Circular dichroism melting curves of CMP9, CMP9-K, RCMP-K, and their PEG conjugates. CMP9 and CMP9-K peptides exhibited sigmoidal melting transitions indicative of a triple helical structure both as free peptides in solution (left) and after PEG conjugation (right).

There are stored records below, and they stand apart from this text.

//! Startup configuration.
//!
//! A [`Config`] is assembled once, either through [`ConfigBuilder`] or from
//! TOML, and handed to the [`Repository`](crate::repository::Repository).
//! It is read-only afterwards.
//!
//! ```toml
//! [snapshots]
//! threshold = 100
//!
//! [snapshots.aggregates]
//! giftcard = 10
//!
//! [items]
//! region = "eu-west-1"
//! ```

use std::{collections::HashMap, num::NonZeroU32};

use serde::{Deserialize, Serialize, de::DeserializeOwned};
use thiserror::Error;

use crate::{aggregate::Aggregate, snapshot::SnapshotStrategy};

/// Error raised while building or reading configuration.
#[derive(Debug, Error)]
pub enum ConfigError {
    #[error("unknown configuration key `{0}`")]
    UnknownKey(String),
    #[error("configuration key `{key}` does not hold a `{expected}`: {source}")]
    TypeMismatch {
        key: String,
        expected: &'static str,
        #[source]
        source: serde_json::Error,
    },
    #[error("invalid value for configuration key `{key}`: {source}")]
    InvalidValue {
        key: String,
        #[source]
        source: serde_json::Error,
    },
    #[error("snapshot threshold for {scope} must be greater than zero")]
    InvalidThreshold { scope: String },
    #[error("failed to parse configuration: {0}")]
    Parse(#[from] toml::de::Error),
}

/// Immutable configuration value.
#[derive(Clone, Debug)]
pub struct Config {
    global: SnapshotStrategy,
    strategies: HashMap<String, SnapshotStrategy>,
    items: HashMap<String, serde_json::Value>,
}

impl Config {
    #[must_use]
    pub fn builder() -> ConfigBuilder {
        ConfigBuilder::default()
    }

    /// Parse configuration from a TOML document.
    ///
    /// # Errors
    ///
    /// Returns [`ConfigError::Parse`] for malformed documents or unknown
    /// keys, and [`ConfigError::InvalidThreshold`] for zero thresholds.
    pub fn from_toml_str(document: &str) -> Result<Self, ConfigError> {
        let settings: Settings = toml::from_str(document)?;
        let mut builder = Self::builder();
        if let Some(threshold) = settings.snapshots.threshold {
            builder = builder.snapshot_threshold(threshold);
        }
        for (kind, threshold) in settings.snapshots.aggregates {
            builder = builder.snapshot_threshold_for_kind(kind, threshold);
        }
        builder.items.extend(settings.items);
        builder.build()
    }

    /// The one strategy consulted when saving an aggregate of this kind.
    ///
    /// A strategy registered for the kind wins over the global one.
    #[must_use]
    pub fn snapshot_strategy(&self, aggregate_kind: &str) -> &SnapshotStrategy {
        self.strategies.get(aggregate_kind).unwrap_or(&self.global)
    }

    #[must_use]
    pub fn snapshot_strategy_for<A: Aggregate>(&self) -> &SnapshotStrategy {
        self.snapshot_strategy(A::KIND)
    }

    #[must_use]
    pub fn contains(&self, key: &str) -> bool {
        self.items.contains_key(key)
    }

    /// Typed read of a configuration item.
    ///
    /// # Errors
    ///
    /// Returns [`ConfigError::UnknownKey`] if no item was registered under
    /// `key`, or [`ConfigError::TypeMismatch`] if it does not decode as `T`.
    pub fn get<T: DeserializeOwned>(&self, key: &str) -> Result<T, ConfigError> {
        let value = self
            .items
            .get(key)
            .ok_or_else(|| ConfigError::UnknownKey(key.to_string()))?;
        T::deserialize(value).map_err(|source| ConfigError::TypeMismatch {
            key: key.to_string(),
            expected: std::any::type_name::<T>(),
            source,
        })
    }
}

impl Default for Config {
    fn default() -> Self {
        Self {
            global: SnapshotStrategy::default(),
            strategies: HashMap::new(),
            items: HashMap::new(),
        }
    }
}

/// Builder for [`Config`].
///
/// Registrations are validated in [`build`](Self::build), so a bad
/// configuration fails at startup rather than on the first save.
#[derive(Debug, Default)]
pub struct ConfigBuilder {
    global_threshold: Option<u32>,
    thresholds: HashMap<String, u32>,
    items: HashMap<String, serde_json::Value>,
    errors: Vec<ConfigError>,
}

impl ConfigBuilder {
    /// Threshold of the global strategy (default 100).
    #[must_use]
    pub const fn snapshot_threshold(mut self, threshold: u32) -> Self {
        self.global_threshold = Some(threshold);
        self
    }

    /// Threshold for aggregate type `A`, replacing any earlier registration.
    #[must_use]
    pub fn snapshot_threshold_for<A: Aggregate>(self, threshold: u32) -> Self {
        self.snapshot_threshold_for_kind(A::KIND, threshold)
    }

    /// Threshold for an aggregate kind, replacing any earlier registration.
    #[must_use]
    pub fn snapshot_threshold_for_kind(mut self, kind: impl Into<String>, threshold: u32) -> Self {
        self.thresholds.insert(kind.into(), threshold);
        self
    }

    /// Register a typed configuration item, replacing any earlier value.
    #[must_use]
    pub fn item(mut self, key: impl Into<String>, value: impl Serialize) -> Self {
        let key = key.into();
        match serde_json::to_value(value) {
            Ok(value) => {
                self.items.insert(key, value);
            }
            Err(source) => self.errors.push(ConfigError::InvalidValue { key, source }),
        }
        self
    }

    /// # Errors
    ///
    /// Returns the first invalid registration: a zero threshold or an item
    /// that failed to serialize.
    pub fn build(self) -> Result<Config, ConfigError> {
        if let Some(err) = self.errors.into_iter().next() {
            return Err(err);
        }

        let global = match self.global_threshold {
            Some(threshold) => {
                SnapshotStrategy::global(non_zero(threshold, "the global strategy")?)
            }
            None => SnapshotStrategy::default(),
        };

        let strategies = self
            .thresholds
            .into_iter()
            .map(|(kind, threshold)| {
                let threshold = non_zero(threshold, &format!("aggregate kind `{kind}`"))?;
                Ok((kind.clone(), SnapshotStrategy::for_kind(kind, threshold)))
            })
            .collect::<Result<_, ConfigError>>()?;

        Ok(Config {
            global,
            strategies,
            items: self.items,
        })
    }
}

fn non_zero(threshold: u32, scope: &str) -> Result<NonZeroU32, ConfigError> {
    NonZeroU32::new(threshold).ok_or_else(|| ConfigError::InvalidThreshold {
        scope: scope.to_string(),
    })
}

#[derive(Debug, Default, Deserialize)]
#[serde(default, deny_unknown_fields)]
struct Settings {
    snapshots: SnapshotSettings,
    items: HashMap<String, serde_json::Value>,
}

#[derive(Debug, Default, Deserialize)]
#[serde(default, deny_unknown_fields)]
struct SnapshotSettings {
    threshold: Option<u32>,
    aggregates: HashMap<String, u32>,
}

#[cfg(test)]
mod tests {
    use super::*;
    use crate::testing::{Counter, Ledger};

    #[test]
    fn default_global_threshold_is_one_hundred() {
        let config = Config::default();
        let strategy = config.snapshot_strategy("anything");
        assert_eq!(strategy.threshold().get(), 100);
        assert_eq!(strategy.aggregate_kind(), None);
    }

    #[test]
    fn type_specific_strategy_overrides_global_only_for_that_type() {
        let config = Config::builder()
            .snapshot_threshold(50)
            .snapshot_threshold_for::<Counter>(10)
            .build()
            .unwrap();

        let counter = config.snapshot_strategy_for::<Counter>();
        assert_eq!(counter.threshold().get(), 10);
        assert!(counter.is_due(Counter::KIND, 10));

        let ledger = config.snapshot_strategy_for::<Ledger>();
        assert_eq!(ledger.threshold().get(), 50);
        assert!(!ledger.is_due(Ledger::KIND, 10));
        assert!(ledger.is_due(Ledger::KIND, 50));
    }

    #[test]
    fn re_registering_a_type_replaces_prior_strategy() {
        let config = Config::builder()
            .snapshot_threshold_for::<Counter>(10)
            .snapshot_threshold_for::<Counter>(25)
            .build()
            .unwrap();
        assert_eq!(config.snapshot_strategy_for::<Counter>().threshold().get(), 25);
    }

    #[test]
    fn zero_threshold_fails_at_build() {
        let err = Config::builder()
            .snapshot_threshold_for::<Counter>(0)
            .build()
            .unwrap_err();
        assert!(matches!(err, ConfigError::InvalidThreshold { .. }));
        assert!(err.to_string().contains("counter"));

        let err = Config::builder().snapshot_threshold(0).build().unwrap_err();
        assert!(err.to_string().contains("global"));
    }

    #[test]
    fn typed_items_read_back() {
        let config = Config::builder()
            .item("region", "eu-west-1")
            .item("retries", 3_u32)
            .build()
            .unwrap();

        assert!(config.contains("region"));
        assert_eq!(config.get::<String>("region").unwrap(), "eu-west-1");
        assert_eq!(config.get::<u32>("retries").unwrap(), 3);
    }

    #[test]
    fn unknown_item_key_is_reported() {
        let config = Config::default();
        let err = config.get::<String>("missing").unwrap_err();
        assert!(matches!(err, ConfigError::UnknownKey(key) if key == "missing"));
    }

    #[test]
    fn item_type_mismatch_is_reported() {
        let config = Config::builder().item("retries", "three").build().unwrap();
        let err = config.get::<u32>("retries").unwrap_err();
        assert!(matches!(err, ConfigError::TypeMismatch { expected: "u32", .. }));
    }

    #[test]
    fn loads_from_toml() {
        let config = Config::from_toml_str(
            r#"
            [snapshots]
            threshold = 40

            [snapshots.aggregates]
            counter = 4

            [items]
            region = "eu-west-1"
            "#,
        )
        .unwrap();

        assert_eq!(config.snapshot_strategy("ledger").threshold().get(), 40);
        assert_eq!(config.snapshot_strategy("counter").threshold().get(), 4);
        assert_eq!(config.get::<String>("region").unwrap(), "eu-west-1");
    }

    #[test]
    fn toml_with_unknown_key_is_rejected() {
        let err = Config::from_toml_str("[snapshots]\nthreshhold = 40\n").unwrap_err();
        assert!(matches!(err, ConfigError::Parse(_)));
    }

    #[test]
    fn toml_with_zero_threshold_is_rejected() {
        let err = Config::from_toml_str("[snapshots.aggregates]\ncounter = 0\n").unwrap_err();
        assert!(matches!(err, ConfigError::InvalidThreshold { .. }));
    }
}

RCMP-K peptides with a scrambled CMP sequence, G₃-PGOGPGPOPOGOGPOPGOOPGGOOPPG-K, did not show triple helical melting transition upon heating.

Figure 3

Particle tracking data for PEG-CMP9-K and PEG-RCMP-K hydrogels (10 wt%) at room temperature. (A) Sample particle trajectories. (B) and (C) Over 50 representative particle MSDs and the ensemble-average values. (D) Comparison of ensemble-average MSD between PEG-CMP9-K and PEG-RCMP-K hydrogels with data reported as mean ± SEM (n ≥ 4). (E) α exponents of PEG-CMP9-K and PEG-RCMP-K hydrogel calculated by fitting ensemble-average MSDs to <Δr²(τ)> ~ kτ^α.

Figure 4

Comparison of viscoelastic properties for PEG-CMP9-K and PEG-RCMP-K hydrogels (10 wt%). (A) and (B) Storage (G′) and loss (G″) moduli of the two hydrogels as a function of frequency with phase angle shown in the inset. (C) Storage (G′) and loss (G″) moduli at ω = 7.5Hz (PEG-RCMP-K crossover frequency) with data reported as mean ± SEM error bars (n ≥ 4). (D) Ensemble-average MSDs and storage moduli G′ (at ω = 30 Hz) of PEG-CMP9-K, PEG-RCMP-K, and PEG-CMP9-K after free CF-CMP9 addition.

Figure 5

Particle tracking data for PEG-CMP9 hydrogels (10 wt%). (A) Distribution of particle MSDs in PEG-CMP9 showing viscoelastic behavior, elastic behavior, and the total combined ensemble-average values. (B) Sample particle trajectories in viscoelastic and elastic gel regions. (C) Storage (G′) and loss (G″) moduli (ω = 30 Hz) corresponding to viscoelastic regions, elastic regions, and combined average values.

Figure 6

Effect of temperature on the elasticity of physically crosslinked PEG-CMP9 hydrogels (7 wt%). (A) Emsembles-average MSDs of PEG-CMP9 at 25°C and 45°C with SEM error bars (n > 100). (B) α exponents determined by fitting MSDs to <Δr²(τ)> ~ kτ^α for PEG-CMP9 and PEG-RMCP-K.

Figure 7

Modulation of mechanical properties of PEG-CMP9 hydrogels by addition of free CMP9 that can compete for triple helix formation. (A) Ensemble-average MSDs with SEM error bars (n > 100) shown for PEG-CMP9 hydrogels (10 wt%) before and after addition of 40 μL of 27.2 mM free CMP9 solution or H₂O (control experiment). (B) Corresponding storage (G′) and loss (G″) moduli (ω = 30 Hz) for ensemble-average MSDs. (C) Corresponding α exponents determined by fitting the ensemble-average MSDs to <Δr²(τ)> ~ kτ^α.

Figure 8

Spatial modification of PEG-CMP9 hydrogel with CF-CMP9. (A) Reconstituted fluorescence micrograph of 10% PEG-CMP hydrogel in the well of 96-well plate after injecting the CF-CMP9 solution to bottom right corner (marked ×) of the gel. (B) Ensemble-average MSD data with SEM error bars (n > 100) from the particle tracking measurements at the injection area and the opposite area of the gel. (C) Corresponding storage (G′) and loss (G″) moduli (ω = 30 Hz) for ensemble-average MSDs at injection and opposite sites of the gel.